- Paramyotonia congenita
- Paramyotonia congenita causes
- Paramyotonia congenita symptoms
- Paramyotonia congenita diagnosis
- Paramyotonia congenita treatment
- Paramyotonia congenita prognosis
Paramyotonia congenita also called Eulenburg disease, Von Eulenberg’s disease or paralysis periodica paramyotonia, is a rare non-progressive genetic disorder that affects muscles used for movement (skeletal muscles), mainly in the face, neck, arms, and hands. Symptoms begin in infancy or early childhood and are always apparent by the teenage years, people with paramyotonia congenita experience bouts of sustained muscle tensing (myotonia) that prevent muscles from relaxing normally and lead to muscle weakness. Myotonia causes muscle stiffness and unlike many other forms of myotonia where individuals suffer symptoms during both rest or after exercise, paramyotonia congenita develops muscle stiffness with exercise and worsen with repeated movements and can be induced by muscle cooling or exposure to cold temperatures. This stiffness chiefly affects muscles in the face, neck, arms, and hands, although it can also affect muscles used for breathing and muscles in the lower body. Some episodes of muscle stiffness may also be induced by hyperkalemia or hypokalemia, starvation, hypothyroidism and pregnancy 1; affected individuals are instructed to avoid certain food products rich in potassium.
Most people—even those without muscle disease—feel that their muscles do not work as well when they are cold. This effect is dramatic in people with paramyotonia congenita. Exposure to cold initially causes muscle stiffness in these individuals, and prolonged cold exposure leads to temporary episodes of mild to severe muscle weakness that may last for several hours at a time. In addition, it can become more severe with exercise. The muscle stiffness in these individuals can be alleviated by warm temperatures. Sudden overexertion can trigger muscle stiffness and overall weakness that can take several days to completely resolve.
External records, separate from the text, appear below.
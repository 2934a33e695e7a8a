//! Thin CSV loader for raw flow captures.

use std::fs;
use std::io::Read;
use std::path::Path;

use csv::StringRecord;
use thiserror::Error;
use tracing::info;

use crate::table::{Column, ColumnData, RecordBatch, TableError};

pub const LABEL_COLUMN: &str = "label";
pub const REQUESTS_RATE_COLUMN: &str = "requests_rate";

#[derive(Debug, Error)]
pub enum IngestError {
    #[error("I/O error: {0}")]
    Io(#[from] std::io::Error),
    #[error("CSV error: {0}")]
    Csv(#[from] csv::Error),
    #[error("record {line} has {found} fields, header has {expected}")]
    RaggedRecord {
        line: u64,
        found: usize,
        expected: usize,
    },
    #[error(transparent)]
    Table(#[from] TableError),
}

/// Reads a headered flow CSV and tags every row with `label` and a unit `requests_rate`.
pub fn load_records(path: &Path, label: &str) -> Result<RecordBatch, IngestError> {
    let file = fs::File::open(path)?;
    let batch = read_records(file, label)?;
    info!(
        component = "ingest",
        event = "ingest.load.finish",
        path = %path.display(),
        label,
        records = batch.len(),
        columns = batch.columns().len()
    );
    Ok(batch)
}

pub fn read_records<R: Read>(reader: R, label: &str) -> Result<RecordBatch, IngestError> {
    let mut reader = csv::ReaderBuilder::new()
        .has_headers(true)
        .trim(csv::Trim::All)
        .from_reader(reader);

    let headers = reader.headers()?.clone();
    let mut cells: Vec<Vec<Option<String>>> = vec![Vec::new(); headers.len()];

    for record in reader.records() {
        let record = record?;
        push_record(&record, &headers, &mut cells)?;
    }

    let rows = cells.first().map(Vec::len).unwrap_or(0);
    let mut batch = RecordBatch::new();
    for (name, values) in headers.iter().zip(cells) {
        batch.set_column(Column {
            name: name.to_string(),
            data: infer_column(values),
        })?;
    }
    batch.set_column(Column::text(LABEL_COLUMN, std::iter::repeat(label).take(rows)))?;
    batch.set_column(Column::numeric(
        REQUESTS_RATE_COLUMN,
        std::iter::repeat(1.0).take(rows),
    ))?;

    Ok(batch)
}

fn push_record(
    record: &StringRecord,
    headers: &StringRecord,
    cells: &mut [Vec<Option<String>>],
) -> Result<(), IngestError> {
    if record.len() != headers.len() {
        return Err(IngestError::RaggedRecord {
            line: record.position().map(|p| p.line()).unwrap_or_default(),
            found: record.len(),
            expected: headers.len(),
        });
    }
    for (column, raw) in cells.iter_mut().zip(record.iter()) {
        column.push((!raw.is_empty()).then(|| raw.to_string()));
    }
    Ok(())
}

// Numeric when every present cell parses as f64. `NaN` and infinities read as missing.
fn infer_column(values: Vec<Option<String>>) -> ColumnData {
    let numeric: Option<Vec<Option<f64>>> = values
        .iter()
        .map(|cell| match cell {
            Some(raw) => raw
                .parse::<f64>()
                .ok()
                .map(|value| value.is_finite().then_some(value)),
            None => Some(None),
        })
        .collect();

    match numeric {
        Some(parsed) if values.iter().any(Option::is_some) => ColumnData::Numeric(parsed),
        _ => ColumnData::Text(values),
    }
}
Paramyotonia congenita can make small everyday activities difficult, such as letting go of small objects (e.g. pens or door knobs).
Some patients with more severe paramyotonia congenita can experience shortness of breath or tightness in their chest muscles.
Some older people with paramyotonia congenita develop permanent muscle weakness that can be disabling.
Paramyotonia congenita is caused by mutations in the SCN4A gene and is inherited in an autosomal dominant pattern 2. Most individuals with a SCN4A gene mutation have symptoms; however, there are a few who remain unaffected and are known as “carriers”.
Paramyotonia congenita is an uncommon disorder; it is estimated to affect fewer than 1 in 100,000 to 1 in 250,000 people 3.
There is limited information in the medical literature regarding the effects of pregnancy in individuals with paramyotonia congenita, as this condition is quite rare. One article described the experience of four women with this condition: one experienced worsening of her symptoms during pregnancy, whereas three did not 4. Another article on paramyotonia congenita and related conditions listed pregnancy as a possible trigger of muscle weakness in affected women 5. Though there is little information about pregnancy in women with paramyotonia congenita, general information about women affected by other myotonia conditions suggests symptoms may worsen during pregnancy, but quickly return to usual levels after pregnancy 6.
Avoiding exposure to cold air, adequate relief of labor pain and avoidance of electrolyte imbalance, particularly potassium, ensure safe labor and delivery for patients with paramyotonia congenita 7. There are several anticipated complications and/or triggers for myotonia crisis. Obstetric complications include uterine atony and prolonged labor requiring cesarean delivery, whereas anaesthetic complications may result from medications used for general anaesthesia. Intubation using suxamethonium for rapid sequence induction may induce myotonic contracture and masseter spasm leading to failed intubation 8. Subsequently, chest stiffness may disrupt mechanical ventilation. For possible triggers, there might be an unpredictable sensitivity towards non-depolarizing muscle relaxants leading to postoperative prolonged block which may occur after reversal with neostigmine 9. For that reason, Buzello et al. 10 advocated the use of atracurium or cisatracurium which have spontaneous metabolism and do not require reversal. In general, rocuronium has been commonly used under neuromuscular block monitoring, and sugammadex has been the choice of reversal agent instead of neostigmine 9. Another trigger hyperkalemia which is either induced by suxamethonium or its presence can aggravate myotonia. Although the risk of malignant hyperthermia is very low for paramyotonia congenita, volatile agents may lead to postoperative shivering and subsequently myotonia 11. Spinal and epidural anaesthesia has been safely used both for caesarean and vaginal deliveries 9. Frossard et al. 12 described the successful management of neuraxial labor analgesia using 0.02% ropivacaine with sufentanil via epidural catheter. Because both general and regional anaesthesia techniques may pose the risk of disturbing the thermoregulation, it is wise to avoid testing sensory block level with ice and to keep the ambient temperature warm in the labor suite and operating room similar. Additionally, providing thermal comfort with hot air blanket should be considered during and after surgery.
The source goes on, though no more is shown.